Tesbih namazını kılabilmek için şu tesbihi ezbere bilmek gerekir: "Sübhânallâhi vel-hamdü lillâhi ve lâ ilâhe illallâhü vallâhü ekber. Ve lâ havle ve lâ kuvvete illâ billâhil-aliyyil-azıym."
Tesbih namazının kılınışı
▶ Muhtaçları gözetmek , hayır hasenatta bulunmak, sadaka vermek unutulmaması gereken ibadetlerdendir. Bu mübarek gecenin gündüzünü oruçlu geçirmek de faziletlidir.
▶ Tefekkürde bulunarak "ben kimim, nereden geldim, nereye gidiyorum, Allah'ın benden istekleri nelerdir" gibi konuları düşünerek hayatın muhasebesi yapılmalıdır.
Mevlid gecesi, günahların af olması için bolca dua ile geçirilmesi gerekir.
▶ Osmanlı'da Sultan III. Murat döneminde, mevlid kutlamalarını başlatıldı. Fakat resmî olmasa da imparatorlukta kutlamaların bundan önceki dönemlerde de yapıldığı bilinir.
▶ Sultan Ahmed Camii'ndeki kutlamalarda padişah, sadrazam, şeyhülislâm, vezirler, Anadolu ve Rumeli kazaskerleri, diğer mülkî ve askerî erkânla ulemâ resmî kıyafetleriyle hazır bulunurdu. Balkanlar'ın fethiyle birlikte bu coğrafyada da mevlid törenleri yapılmaya başlanmıştır.
▶ Eyüp Sabri Paşa'nın kaydettiğine göre Rebîülevvelin 12'si Medine'de resmî tatil olup kaleden toplar atılır ve o gün dükkânlar açılmazdı. İnsanlar güzel elbiseler giyerek dolaşır ve birbirini tebrik eder, bu gece Mescid-i Nebevî'de ihya edilirdi.
▶ Sabaha karşı Bâb-ı Nisâ önünde toplanılır, burada kurulan kürsü üzerinde güneşin doğmasıyla birlikte beş hatipten ilki bir hadis okuyup padişah için dua eder, diğerleri sırasıyla mevlidin vilâdet, radâ ve hicret bahirlerini okurlar, sonuncusu dua ederdi. Daha sonra halk ikram edilen şerbeti içip dağılırdı.
▶ Günümüzde Mevlid, Suudi Arabistan hariç Kuzey Afrika'dan Endonezya'ya kadar İslâm ülkelerinde -bazılarında resmî, bazılarında gayri resmî olarak- yaygın biçimde kutlanmaktadır.

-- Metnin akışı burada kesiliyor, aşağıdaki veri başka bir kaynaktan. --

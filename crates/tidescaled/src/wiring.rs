//! Builds collaborator clients from configuration.

use std::sync::Arc;
use std::time::Duration;

use tidescale_autoscale::{CapacityPlanner, CapacityPolicy, Collaborators};
use tidescale_coordinator::{
    CoordinatorClient, KubeScaler, PlacementClient, PrometheusClient, ScaleController,
};
use tidescale_core::config::duration_field;
use tidescale_core::{ClusterTarget, ConfigError, TidescaleConfig};

pub fn coordinator_client(config: &TidescaleConfig) -> Result<CoordinatorClient, ConfigError> {
    let timeout = duration_field("coordinator.timeout", &config.coordinator.timeout)?;
    Ok(CoordinatorClient::new(config.coordinator.address.clone(), timeout))
}

pub fn scale_controller(config: &TidescaleConfig) -> Result<ScaleController, ConfigError> {
    let kube = KubeScaler::from_section(&config.kube)?;
    Ok(ScaleController::new(kube, coordinator_client(config)?))
}

/// Metrics, placement and control clients for the engine.
pub fn collaborators(config: &TidescaleConfig) -> Result<Collaborators, ConfigError> {
    let placement_timeout = duration_field("placement.timeout", &config.placement.timeout)?;
    Ok(Collaborators {
        metrics: Arc::new(coordinator_client(config)?),
        shards: Arc::new(PlacementClient::new(
            config.placement.address.clone(),
            placement_timeout,
        )),
        controller: Arc::new(scale_controller(config)?),
    })
}

pub fn cluster_target(config: &TidescaleConfig) -> ClusterTarget {
    ClusterTarget {
        namespace: config.cluster.namespace.clone(),
        cluster_name: config.cluster.name.clone(),
        selector_key: config.cluster.selector_key.clone(),
        selector_value: config.cluster.selector_value.clone(),
    }
}

/// The capacity planner and its check interval.
pub fn capacity_planner(
    config: &TidescaleConfig,
) -> Result<(CapacityPlanner, Duration), ConfigError> {
    let section = &config.capacity;
    let interval = duration_field("capacity.interval", &section.interval)?;
    if interval.is_zero() {
        return Err(ConfigError::Invalid {
            field: "capacity.interval",
            reason: "must be positive".to_string(),
        });
    }
    let timeout = duration_field("capacity.timeout", &section.timeout)?;
    let sizes = PrometheusClient::new(section.prometheus.clone(), timeout, section.query.clone());
    let planner = CapacityPlanner::new(
        Arc::new(sizes),
        Arc::new(scale_controller(config)?),
        cluster_target(config),
        CapacityPolicy::from(section),
    );
    Ok((planner, interval))
}
//! redb table definitions for the resource ledger.

use redb::TableDefinition;

/// Latest reported value per ledger key (`/storage/show/{variant}/{metric}`).
pub const LEDGER: TableDefinition<&str, &[u8]> = TableDefinition::new("ledger");
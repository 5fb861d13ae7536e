//! Capacity planner: grows the cluster when stored data nears capacity.
//!
//! Independent of the throughput engine: with `n` stores of `C` GiB each,
//! once used bytes reach `n * C * warn_ratio` the cluster grows by
//! `ceil(n * growth_ratio)` replicas (at least one). It never shrinks.

use std::sync::Arc;
use std::time::Duration;

use tokio::sync::watch;
use tracing::{debug, info, warn};

use tidescale_core::config::CapacitySection;
use tidescale_core::{ClusterController, ClusterTarget, CollabResult, StoreSize, StoreSizeSource};

const BYTES_PER_GIB: f64 = 1024.0 * 1024.0 * 1024.0;

/// Thresholds for capacity growth.
#[derive(Debug, Clone, Copy, PartialEq)]
pub struct CapacityPolicy {
    pub capacity_per_store_gb: f64,
    pub warn_ratio: f64,
    pub growth_ratio: f64,
}

impl Default for CapacityPolicy {
    fn default() -> Self {
        Self {
            capacity_per_store_gb: 10.0,
            warn_ratio: 0.8,
            growth_ratio: 0.25,
        }
    }
}

impl From<&CapacitySection> for CapacityPolicy {
    fn from(section: &CapacitySection) -> Self {
        Self {
            capacity_per_store_gb: section.capacity_per_store_gb,
            warn_ratio: section.warn_ratio,
            growth_ratio: section.growth_ratio,
        }
    }
}

impl CapacityPolicy {
    /// Replicas to add for these store sizes, if any.
    pub fn growth(&self, sizes: &[StoreSize]) -> Option<u32> {
        if sizes.is_empty() {
            return None;
        }
        let stores = sizes.len() as f64;
        let used: f64 = sizes.iter().map(|s| s.bytes).sum();
        let warn_at = stores * self.capacity_per_store_gb * BYTES_PER_GIB * self.warn_ratio;
        if used < warn_at {
            return None;
        }
        Some(((stores * self.growth_ratio).ceil() as u32).max(1))
    }
}

pub struct CapacityPlanner {
    sizes: Arc<dyn StoreSizeSource>,
    controller: Arc<dyn ClusterController>,
    target: ClusterTarget,
    policy: CapacityPolicy,
}

impl CapacityPlanner {
    pub fn new(
        sizes: Arc<dyn StoreSizeSource>,
        controller: Arc<dyn ClusterController>,
        target: ClusterTarget,
        policy: CapacityPolicy,
    ) -> Self {
        Self {
            sizes,
            controller,
            target,
            policy,
        }
    }

    /// One capacity check. Returns the replicas added, if any.
    pub async fn check(&self) -> CollabResult<Option<u32>> {
        let sizes = self.sizes.store_sizes().await?;
        if sizes.is_empty() {
            warn!("no store reported its size, skipping capacity check");
            return Ok(None);
        }
        for size in &sizes {
            debug!(instance = %size.instance, gib = size.bytes / BYTES_PER_GIB, "store size");
        }

        let Some(increment) = self.policy.growth(&sizes) else {
            return Ok(None);
        };
        let used_gib = sizes.iter().map(|s| s.bytes).sum::<f64>() / BYTES_PER_GIB;
        info!(stores = sizes.len(), used_gib, increment, "storage near capacity, growing cluster");
        self.controller
            .scale_out(&self.target.namespace, &self.target.cluster_name, increment)
            .await?;
        Ok(Some(increment))
    }

    /// Check every `interval` until `shutdown` changes.
    pub async fn run(&self, interval: Duration, mut shutdown: watch::Receiver<bool>) {
        info!(interval_ms = interval.as_millis() as u64, "capacity planner started");
        loop {
            tokio::select! {
                _ = tokio::time::sleep(interval) => {
                    if let Err(e) = self.check().await {
                        warn!(error = %e, "capacity check failed");
                    }
                }
                _ = shutdown.changed() => {
                    info!("capacity planner shutting down");
                    break;
                }
            }
        }
    }
}
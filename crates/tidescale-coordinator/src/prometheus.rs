//! Prometheus instant-query client for per-store used bytes.

use std::time::Duration;

use serde::Deserialize;
use tracing::{debug, warn};

use tidescale_core::{BoxFuture, CollabResult, CollaboratorError, StoreSize, StoreSizeSource};

use crate::transport::HttpClient;

const QUERY_PATH: &str = "/api/v1/query";

#[derive(Debug, Deserialize)]
struct QueryResponse {
    status: String,
    #[serde(default)]
    error: Option<String>,
    #[serde(default)]
    data: Option<QueryData>,
}

#[derive(Debug, Deserialize)]
struct QueryData {
    #[serde(rename = "resultType")]
    result_type: String,
    #[serde(default)]
    result: Vec<VectorSample>,
}

#[derive(Debug, Deserialize)]
struct VectorSample {
    #[serde(default)]
    metric: std::collections::BTreeMap<String, String>,
    /// `[unix_ts, "value"]`
    value: (f64, String),
}

/// Runs one fixed instant query returning bytes per `instance`.
#[derive(Debug, Clone)]
pub struct PrometheusClient {
    http: HttpClient,
    query: String,
}

impl PrometheusClient {
    pub fn new(address: impl Into<String>, timeout: Duration, query: impl Into<String>) -> Self {
        Self {
            http: HttpClient::new(address, timeout),
            query: query.into(),
        }
    }

    pub async fn fetch_store_sizes(&self) -> CollabResult<Vec<StoreSize>> {
        let path = format!("{QUERY_PATH}?query={}", urlencoding::encode(&self.query));
        let resp: QueryResponse = self.http.get_json(&path).await?;
        parse_vector(resp)
    }
}

fn parse_vector(resp: QueryResponse) -> CollabResult<Vec<StoreSize>> {
    if resp.status != "success" {
        return Err(CollaboratorError::Rejected(
            resp.error.unwrap_or_else(|| format!("query status {}", resp.status)),
        ));
    }
    let data = resp
        .data
        .ok_or_else(|| CollaboratorError::Decode("query response without data".into()))?;
    if data.result_type != "vector" {
        return Err(CollaboratorError::Decode(format!(
            "expected vector result, got {}",
            data.result_type
        )));
    }

    let mut sizes = Vec::with_capacity(data.result.len());
    for sample in data.result {
        let instance = sample.metric.get("instance").cloned().unwrap_or_default();
        match sample.value.1.parse::<f64>() {
            Ok(bytes) if bytes.is_finite() => sizes.push(StoreSize { instance, bytes }),
            _ => warn!(%instance, value = %sample.value.1, "unparsable store size, skipping"),
        }
    }
    debug!(stores = sizes.len(), "fetched store sizes");
    Ok(sizes)
}

impl StoreSizeSource for PrometheusClient {
    fn store_sizes(&self) -> BoxFuture<'_, CollabResult<Vec<StoreSize>>> {
        Box::pin(self.fetch_store_sizes())
    }
}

▶ Türkiye'de yalnız Ramazan ve Kurban Bayramları resmî bayram kabul edilmekle birlikte, Hz. Peygamber'in doğum günü uzun yıllardır Diyanet İşleri Başkanlığı ve Türkiye Diyanet Vakfı'nın ortaklaşa düzenlediği çok yönlü etkinliklerle kutlanmaktadır.
Samimiyetle yapılacak duaların yanında, ümmetin ve insanlığın geneli, İslam coğrafyalarındaki yüreğimizi sıkıştıran işgal, kan, gözyaşı ve zulmün dinmesi için de dua edilmesi unutulmamalıdır.